A market manager supervises several market managers (also called market- development managers, market specialists, or industry specialists). The market managers draw on functional services as needed. Market managers of important markets might even have functional specialists reporting to them.

Market managers are staff (not line) people, with duties similar to those of product managers. Market managers develop long-range and annual plans for their markets. Their performance is judged by their market's growth and Profitability. This system carries many of the same advantages and disadvantages of product-management systems. Its strongest advantage is that the marketing activity is organized to meet the needs of distinct customer groups rather than being focused on marketing functions, regions, or products. Many companies are reorganizing along market lines and becoming market- centered organizations.

Matrix Organizations
A business facing an extremely complex and uncertain environment may find a matrix organization appropriate. The matrix form is the least bureaucratic or centralized and the most specialized type of organization. It brings together two or more different types of specialists within a participative coordination structure.
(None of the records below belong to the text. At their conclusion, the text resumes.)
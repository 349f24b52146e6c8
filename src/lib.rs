#![doc = include_str!("../README.md")]
#![deny(missing_docs)]
#![deny(clippy::unwrap_used)]

pub use crate::edit::{Edit, DELCODE, MIN_OUTPUT_BUFFER};
pub use crate::engine::Engine;
pub use crate::errors::{Error, Result};
pub use crate::script::{Script, TamilLayout};
pub use crate::session::{CharClass, KeyClass, Session};

/// Tamil character classification helpers.
///
/// These are exposed for hosts that need to reason about the committed
/// document tail (e.g. when deleting through a two-part vowel sign).
pub mod tamil;

mod edit;
mod engine;
mod errors;
mod keys;
mod lookup;
mod script;
mod session;
mod tables;
mod translit;
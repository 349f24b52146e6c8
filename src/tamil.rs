//! Classification of committed Tamil code points.
//!
//! The engine itself reasons over keystrokes, but after a host-side delete
//! the only truth left is the document tail. These predicates classify a
//! tail code point so composition can resume coherently.

/// Returns true for the twelve independent vowels.
pub fn is_independent_vowel(c: char) -> bool {
    "அஆஇஈஉஊஎஏஐஒஓஔ".contains(c)
}

/// Returns true for consonant bases, Grantha letters included.
pub fn is_consonant(c: char) -> bool {
    "கசடதபறயரலவழளஙஞணநமனஜஹஸஶஷ".contains(c)
}

/// Returns true for dependent vowel signs, the pulli included.
pub fn is_vowel_sign(c: char) -> bool {
    "ாிீுூெேைொோௌ்".contains(c)
}

/// Returns true for the left-half vowel signs (the kombus and the ai sign),
/// which precede their base visually.
pub fn is_left_vowel_sign(c: char) -> bool {
    "ெேை".contains(c)
}

/// Returns true for the two-part vowel signs that wrap their base.
pub fn is_two_part_vowel_sign(c: char) -> bool {
    "ொோௌ".contains(c)
}

/// The left half of a two-part vowel sign, if `c` is one.
pub fn left_half_of(c: char) -> Option<char> {
    match c {
        'ொ' | 'ௌ' => Some('ெ'),
        'ோ' => Some('ே'),
        _ => None,
    }
}

#[cfg(test)]
mod tests {
    use super::*;

    #[test]
    fn classes_are_disjoint() {
        for c in "அஆஇஈஉஊஎஏஐஒஓஔகசடதபறயரலவழளஙஞணநமனஜஹஸஶஷாிீுூெேைொோௌ்".chars() {
            let classes = [
                is_independent_vowel(c),
                is_consonant(c),
                is_vowel_sign(c),
            ];
            assert_eq!(classes.iter().filter(|&&b| b).count(), 1, "{c}");
        }
    }

    #[test]
    fn left_halves() {
        assert!(is_left_vowel_sign('ெ'));
        assert!(!is_left_vowel_sign('ா'));
        assert_eq!(left_half_of('ொ'), Some('ெ'));
        assert_eq!(left_half_of('ோ'), Some('ே'));
        assert_eq!(left_half_of('ௌ'), Some('ெ'));
        assert_eq!(left_half_of('ா'), None);
    }

    #[test]
    fn two_part_signs_are_vowel_signs() {
        for c in "ொோௌ".chars() {
            assert!(is_two_part_vowel_sign(c));
            assert!(is_vowel_sign(c));
        }
    }
}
One example gaining increased popularity is the product team, which consists of representatives from as number of functional areas assembled for each product or product line.

Companies that produce many products flowing into many markets may adopt I a matrix organization. It allows a project to be assigned to task force made up I of people drawn from various functional departments. Each task force is headed by a team leader or manager, and its members report both to the team leader and to the heads of their functional department.

The greatest advantage of matrix is the fact that it combines the skills and talents of people from several departments.
The disadvantage stems from the fact that members report to more than one person can lead to conflict instead of cooperation. But we can say categorically that none of the five ways of organizing marketing activities is inherently better off or worse than any of the others.